_Exercise input_
* * *
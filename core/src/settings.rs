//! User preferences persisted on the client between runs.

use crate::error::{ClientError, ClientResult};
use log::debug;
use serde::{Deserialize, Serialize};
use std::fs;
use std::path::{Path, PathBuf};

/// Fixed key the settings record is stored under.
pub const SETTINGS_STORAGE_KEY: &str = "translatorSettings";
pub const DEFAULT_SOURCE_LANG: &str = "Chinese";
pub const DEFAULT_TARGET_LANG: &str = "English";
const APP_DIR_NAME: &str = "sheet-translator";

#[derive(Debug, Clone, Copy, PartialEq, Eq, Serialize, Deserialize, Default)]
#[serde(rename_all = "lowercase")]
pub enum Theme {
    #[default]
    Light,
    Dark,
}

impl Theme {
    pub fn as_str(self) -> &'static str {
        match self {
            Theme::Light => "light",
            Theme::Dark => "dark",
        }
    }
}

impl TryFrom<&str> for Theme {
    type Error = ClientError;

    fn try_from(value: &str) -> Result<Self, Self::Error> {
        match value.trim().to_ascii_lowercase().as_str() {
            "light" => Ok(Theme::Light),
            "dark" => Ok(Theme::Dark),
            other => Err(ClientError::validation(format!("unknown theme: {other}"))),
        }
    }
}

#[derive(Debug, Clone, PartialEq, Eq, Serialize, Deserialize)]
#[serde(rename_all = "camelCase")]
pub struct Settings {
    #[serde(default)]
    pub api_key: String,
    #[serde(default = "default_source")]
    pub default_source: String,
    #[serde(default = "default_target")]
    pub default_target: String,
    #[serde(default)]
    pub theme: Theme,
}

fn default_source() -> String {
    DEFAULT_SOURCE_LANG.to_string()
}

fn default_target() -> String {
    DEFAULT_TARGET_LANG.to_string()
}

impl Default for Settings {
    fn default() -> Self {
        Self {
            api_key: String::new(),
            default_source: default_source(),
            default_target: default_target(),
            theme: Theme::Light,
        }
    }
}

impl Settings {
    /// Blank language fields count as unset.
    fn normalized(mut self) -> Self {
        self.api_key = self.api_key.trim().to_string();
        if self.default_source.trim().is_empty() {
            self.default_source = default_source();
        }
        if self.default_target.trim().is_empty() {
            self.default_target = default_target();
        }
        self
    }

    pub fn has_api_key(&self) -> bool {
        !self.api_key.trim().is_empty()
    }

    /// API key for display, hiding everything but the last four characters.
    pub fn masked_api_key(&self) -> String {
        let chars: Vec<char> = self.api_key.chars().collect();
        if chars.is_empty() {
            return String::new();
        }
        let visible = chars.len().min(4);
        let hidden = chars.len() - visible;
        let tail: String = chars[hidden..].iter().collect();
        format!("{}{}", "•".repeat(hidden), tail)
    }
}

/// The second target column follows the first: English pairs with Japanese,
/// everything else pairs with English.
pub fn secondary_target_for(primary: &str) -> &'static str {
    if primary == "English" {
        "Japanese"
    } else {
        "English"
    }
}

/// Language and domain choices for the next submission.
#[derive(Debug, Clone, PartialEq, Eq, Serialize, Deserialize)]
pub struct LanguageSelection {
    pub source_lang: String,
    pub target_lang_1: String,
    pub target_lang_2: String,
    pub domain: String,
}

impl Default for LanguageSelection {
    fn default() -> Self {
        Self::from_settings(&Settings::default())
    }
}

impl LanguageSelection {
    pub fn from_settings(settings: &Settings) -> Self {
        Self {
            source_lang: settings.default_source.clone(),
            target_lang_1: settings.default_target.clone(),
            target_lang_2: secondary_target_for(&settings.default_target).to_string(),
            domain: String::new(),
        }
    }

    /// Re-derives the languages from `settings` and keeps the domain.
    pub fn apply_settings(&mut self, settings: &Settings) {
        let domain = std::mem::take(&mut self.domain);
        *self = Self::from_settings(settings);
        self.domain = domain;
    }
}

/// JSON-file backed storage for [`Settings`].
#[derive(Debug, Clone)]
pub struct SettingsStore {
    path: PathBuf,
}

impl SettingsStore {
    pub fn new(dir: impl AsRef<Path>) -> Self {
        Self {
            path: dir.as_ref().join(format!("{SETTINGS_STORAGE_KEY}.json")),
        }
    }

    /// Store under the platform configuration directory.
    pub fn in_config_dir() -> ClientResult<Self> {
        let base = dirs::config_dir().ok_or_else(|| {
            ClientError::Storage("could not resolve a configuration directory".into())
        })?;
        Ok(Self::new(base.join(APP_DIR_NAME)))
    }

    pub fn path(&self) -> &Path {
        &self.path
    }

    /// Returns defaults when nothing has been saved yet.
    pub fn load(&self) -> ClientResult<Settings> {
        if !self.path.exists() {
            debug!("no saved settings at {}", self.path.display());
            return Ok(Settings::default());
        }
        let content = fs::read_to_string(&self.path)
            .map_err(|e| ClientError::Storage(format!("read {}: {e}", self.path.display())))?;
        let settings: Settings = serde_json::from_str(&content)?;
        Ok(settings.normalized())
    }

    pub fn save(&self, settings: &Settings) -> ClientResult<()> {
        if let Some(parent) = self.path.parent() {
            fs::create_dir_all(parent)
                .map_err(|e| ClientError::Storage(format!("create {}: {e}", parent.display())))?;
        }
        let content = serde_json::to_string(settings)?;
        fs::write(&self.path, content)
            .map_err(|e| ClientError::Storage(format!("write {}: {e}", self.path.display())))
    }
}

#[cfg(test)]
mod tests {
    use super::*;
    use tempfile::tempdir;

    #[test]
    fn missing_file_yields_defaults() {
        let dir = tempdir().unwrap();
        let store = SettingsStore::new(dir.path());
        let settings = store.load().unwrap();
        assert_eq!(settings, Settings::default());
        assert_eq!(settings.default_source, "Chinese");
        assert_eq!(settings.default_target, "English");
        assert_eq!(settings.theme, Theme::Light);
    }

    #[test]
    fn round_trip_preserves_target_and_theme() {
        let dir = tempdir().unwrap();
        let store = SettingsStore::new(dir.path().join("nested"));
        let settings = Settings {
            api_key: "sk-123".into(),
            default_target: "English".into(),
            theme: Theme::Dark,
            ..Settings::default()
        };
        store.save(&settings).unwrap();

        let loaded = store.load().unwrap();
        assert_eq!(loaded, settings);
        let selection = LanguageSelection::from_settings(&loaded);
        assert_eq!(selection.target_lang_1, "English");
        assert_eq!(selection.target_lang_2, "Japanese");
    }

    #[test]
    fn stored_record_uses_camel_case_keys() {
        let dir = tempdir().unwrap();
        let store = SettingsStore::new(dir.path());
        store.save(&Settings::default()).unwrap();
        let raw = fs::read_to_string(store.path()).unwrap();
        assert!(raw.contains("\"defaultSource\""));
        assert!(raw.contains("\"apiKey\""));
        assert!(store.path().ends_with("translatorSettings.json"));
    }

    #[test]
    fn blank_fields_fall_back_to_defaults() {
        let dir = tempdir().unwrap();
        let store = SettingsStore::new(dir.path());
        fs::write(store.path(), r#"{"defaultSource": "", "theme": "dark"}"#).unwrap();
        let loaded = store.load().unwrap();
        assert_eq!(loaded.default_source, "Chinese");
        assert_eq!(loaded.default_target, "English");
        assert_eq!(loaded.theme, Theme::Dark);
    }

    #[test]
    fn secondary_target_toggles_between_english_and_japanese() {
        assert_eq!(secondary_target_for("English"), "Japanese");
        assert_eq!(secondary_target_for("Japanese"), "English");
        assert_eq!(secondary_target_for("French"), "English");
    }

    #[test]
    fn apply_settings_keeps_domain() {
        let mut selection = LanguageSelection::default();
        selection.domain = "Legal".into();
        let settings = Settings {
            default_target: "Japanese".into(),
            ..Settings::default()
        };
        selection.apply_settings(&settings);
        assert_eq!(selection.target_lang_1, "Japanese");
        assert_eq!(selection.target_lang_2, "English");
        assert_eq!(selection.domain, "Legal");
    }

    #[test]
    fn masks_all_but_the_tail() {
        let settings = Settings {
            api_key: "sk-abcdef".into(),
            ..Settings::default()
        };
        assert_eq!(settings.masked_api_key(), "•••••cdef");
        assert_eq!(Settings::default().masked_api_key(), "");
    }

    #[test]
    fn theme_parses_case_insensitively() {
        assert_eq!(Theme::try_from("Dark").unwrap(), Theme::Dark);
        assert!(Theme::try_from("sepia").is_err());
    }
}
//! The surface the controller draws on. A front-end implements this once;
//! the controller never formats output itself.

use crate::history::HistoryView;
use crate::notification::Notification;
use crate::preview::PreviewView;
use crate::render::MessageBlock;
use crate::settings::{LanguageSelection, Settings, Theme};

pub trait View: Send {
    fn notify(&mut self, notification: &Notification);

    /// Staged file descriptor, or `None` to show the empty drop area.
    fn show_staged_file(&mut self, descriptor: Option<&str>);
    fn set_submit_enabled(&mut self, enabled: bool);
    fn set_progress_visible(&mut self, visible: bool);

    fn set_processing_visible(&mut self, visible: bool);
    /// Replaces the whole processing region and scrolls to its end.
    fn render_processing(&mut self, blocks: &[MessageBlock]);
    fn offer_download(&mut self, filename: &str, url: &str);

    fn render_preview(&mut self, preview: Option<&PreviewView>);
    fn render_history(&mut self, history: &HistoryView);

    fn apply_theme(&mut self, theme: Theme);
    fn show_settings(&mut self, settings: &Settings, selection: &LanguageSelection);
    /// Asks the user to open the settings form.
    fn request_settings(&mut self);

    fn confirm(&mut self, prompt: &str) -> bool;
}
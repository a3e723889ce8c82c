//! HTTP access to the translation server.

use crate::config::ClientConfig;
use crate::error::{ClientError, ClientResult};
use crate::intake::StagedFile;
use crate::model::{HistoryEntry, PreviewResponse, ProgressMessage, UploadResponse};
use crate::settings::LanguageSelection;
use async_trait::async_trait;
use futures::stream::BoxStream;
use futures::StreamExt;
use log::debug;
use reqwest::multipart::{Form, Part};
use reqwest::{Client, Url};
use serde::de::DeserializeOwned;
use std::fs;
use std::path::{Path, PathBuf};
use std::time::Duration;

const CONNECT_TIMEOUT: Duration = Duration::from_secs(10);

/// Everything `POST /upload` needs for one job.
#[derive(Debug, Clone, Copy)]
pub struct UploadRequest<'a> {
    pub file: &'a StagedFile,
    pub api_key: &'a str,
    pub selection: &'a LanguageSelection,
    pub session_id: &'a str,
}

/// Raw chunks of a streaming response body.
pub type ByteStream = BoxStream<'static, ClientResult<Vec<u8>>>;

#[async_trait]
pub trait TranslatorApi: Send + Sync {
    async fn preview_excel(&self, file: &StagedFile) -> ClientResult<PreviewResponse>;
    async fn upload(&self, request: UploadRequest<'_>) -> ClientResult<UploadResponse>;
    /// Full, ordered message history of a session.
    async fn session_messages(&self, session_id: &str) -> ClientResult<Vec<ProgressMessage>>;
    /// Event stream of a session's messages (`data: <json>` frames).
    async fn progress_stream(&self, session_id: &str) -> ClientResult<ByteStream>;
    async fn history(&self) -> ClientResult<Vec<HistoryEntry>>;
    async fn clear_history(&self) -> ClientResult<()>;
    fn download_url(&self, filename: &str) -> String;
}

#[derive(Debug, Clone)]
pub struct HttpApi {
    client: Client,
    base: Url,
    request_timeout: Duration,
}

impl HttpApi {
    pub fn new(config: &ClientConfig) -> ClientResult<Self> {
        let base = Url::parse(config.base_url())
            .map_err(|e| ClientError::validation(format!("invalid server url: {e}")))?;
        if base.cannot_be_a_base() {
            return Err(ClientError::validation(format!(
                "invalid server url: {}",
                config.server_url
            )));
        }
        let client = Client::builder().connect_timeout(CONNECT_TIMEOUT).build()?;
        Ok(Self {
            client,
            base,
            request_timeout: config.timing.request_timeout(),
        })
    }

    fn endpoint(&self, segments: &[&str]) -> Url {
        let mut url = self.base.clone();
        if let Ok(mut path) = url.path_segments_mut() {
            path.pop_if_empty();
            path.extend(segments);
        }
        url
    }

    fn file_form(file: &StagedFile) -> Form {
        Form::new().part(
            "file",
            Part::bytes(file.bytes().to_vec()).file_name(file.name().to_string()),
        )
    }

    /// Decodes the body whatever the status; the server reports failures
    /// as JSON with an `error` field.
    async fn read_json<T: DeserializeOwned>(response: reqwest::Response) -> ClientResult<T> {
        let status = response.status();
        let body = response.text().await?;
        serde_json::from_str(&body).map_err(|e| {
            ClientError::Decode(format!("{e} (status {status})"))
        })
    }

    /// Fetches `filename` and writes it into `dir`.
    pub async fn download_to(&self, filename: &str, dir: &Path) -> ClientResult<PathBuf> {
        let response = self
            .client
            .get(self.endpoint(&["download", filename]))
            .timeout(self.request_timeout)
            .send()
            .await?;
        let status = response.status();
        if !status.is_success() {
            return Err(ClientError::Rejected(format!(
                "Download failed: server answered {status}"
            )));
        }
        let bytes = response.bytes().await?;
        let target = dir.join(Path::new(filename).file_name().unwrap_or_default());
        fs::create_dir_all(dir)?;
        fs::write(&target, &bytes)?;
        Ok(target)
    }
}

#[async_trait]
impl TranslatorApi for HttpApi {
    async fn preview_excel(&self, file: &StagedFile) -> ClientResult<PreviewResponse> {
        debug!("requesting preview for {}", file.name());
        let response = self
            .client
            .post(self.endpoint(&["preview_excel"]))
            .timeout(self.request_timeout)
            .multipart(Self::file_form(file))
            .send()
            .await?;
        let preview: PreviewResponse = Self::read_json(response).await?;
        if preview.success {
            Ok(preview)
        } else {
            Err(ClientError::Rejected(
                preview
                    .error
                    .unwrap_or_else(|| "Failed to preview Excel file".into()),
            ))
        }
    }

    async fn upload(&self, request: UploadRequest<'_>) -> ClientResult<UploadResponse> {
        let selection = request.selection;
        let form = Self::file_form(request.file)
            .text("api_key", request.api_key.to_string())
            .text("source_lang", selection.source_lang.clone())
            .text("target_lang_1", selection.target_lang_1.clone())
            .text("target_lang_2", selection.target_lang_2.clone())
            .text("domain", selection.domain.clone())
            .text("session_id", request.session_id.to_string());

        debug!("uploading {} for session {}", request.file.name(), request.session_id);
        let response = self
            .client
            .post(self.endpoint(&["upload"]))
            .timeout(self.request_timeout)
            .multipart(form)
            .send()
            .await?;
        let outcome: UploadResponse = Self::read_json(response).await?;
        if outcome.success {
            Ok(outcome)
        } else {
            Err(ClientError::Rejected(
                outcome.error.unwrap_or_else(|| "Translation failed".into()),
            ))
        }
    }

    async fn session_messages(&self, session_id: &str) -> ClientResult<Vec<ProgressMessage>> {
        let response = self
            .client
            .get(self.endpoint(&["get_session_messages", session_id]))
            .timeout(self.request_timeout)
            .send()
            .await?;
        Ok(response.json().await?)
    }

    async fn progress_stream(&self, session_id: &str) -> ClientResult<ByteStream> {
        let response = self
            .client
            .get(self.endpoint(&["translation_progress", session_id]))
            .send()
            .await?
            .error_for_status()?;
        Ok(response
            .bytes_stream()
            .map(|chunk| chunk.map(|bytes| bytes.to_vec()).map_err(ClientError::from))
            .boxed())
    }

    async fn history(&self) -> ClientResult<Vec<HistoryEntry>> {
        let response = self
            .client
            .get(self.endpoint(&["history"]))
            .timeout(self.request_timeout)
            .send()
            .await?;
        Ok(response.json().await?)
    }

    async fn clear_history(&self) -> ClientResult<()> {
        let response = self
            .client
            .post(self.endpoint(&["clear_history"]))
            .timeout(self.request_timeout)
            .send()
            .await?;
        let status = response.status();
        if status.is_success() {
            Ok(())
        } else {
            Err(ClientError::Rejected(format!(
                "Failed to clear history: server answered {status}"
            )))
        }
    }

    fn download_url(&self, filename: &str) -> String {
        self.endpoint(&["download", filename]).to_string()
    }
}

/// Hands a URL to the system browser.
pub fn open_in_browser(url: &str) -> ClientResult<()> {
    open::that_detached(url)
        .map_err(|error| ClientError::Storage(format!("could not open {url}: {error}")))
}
* * *
_What you will do_
Filter the entries above down to the lines that contain "StagedFile".

_Response for this exercise_
use crate::intake::StagedFile;
    pub file: &'a StagedFile,
    async fn preview_excel(&self, file: &StagedFile) -> ClientResult<PreviewResponse>;
    fn file_form(file: &StagedFile) -> Form {
    async fn preview_excel(&self, file: &StagedFile) -> ClientResult<PreviewResponse> {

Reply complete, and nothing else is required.